- WHAT IS EXPECTED: What lines of the data hold the string "Resource"? Pull each one out.

______

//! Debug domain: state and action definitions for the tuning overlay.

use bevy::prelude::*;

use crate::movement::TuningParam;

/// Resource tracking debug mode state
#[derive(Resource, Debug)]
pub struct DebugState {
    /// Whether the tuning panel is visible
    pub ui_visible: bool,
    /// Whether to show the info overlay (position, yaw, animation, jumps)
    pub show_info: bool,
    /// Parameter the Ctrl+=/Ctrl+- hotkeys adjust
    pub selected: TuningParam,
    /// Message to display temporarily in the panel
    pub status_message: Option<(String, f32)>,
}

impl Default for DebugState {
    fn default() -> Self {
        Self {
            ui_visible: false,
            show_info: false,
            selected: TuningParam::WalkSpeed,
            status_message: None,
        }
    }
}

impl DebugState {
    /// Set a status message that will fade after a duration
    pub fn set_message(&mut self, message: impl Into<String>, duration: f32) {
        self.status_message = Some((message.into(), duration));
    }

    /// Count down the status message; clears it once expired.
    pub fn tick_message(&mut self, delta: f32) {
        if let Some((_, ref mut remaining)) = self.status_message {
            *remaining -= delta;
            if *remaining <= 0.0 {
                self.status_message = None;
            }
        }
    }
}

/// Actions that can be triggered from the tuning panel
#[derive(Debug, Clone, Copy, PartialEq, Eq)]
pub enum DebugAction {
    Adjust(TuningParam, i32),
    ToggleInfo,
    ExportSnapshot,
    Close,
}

______

- RESPONSE:
/// Resource tracking debug mode state
#[derive(Resource, Debug)]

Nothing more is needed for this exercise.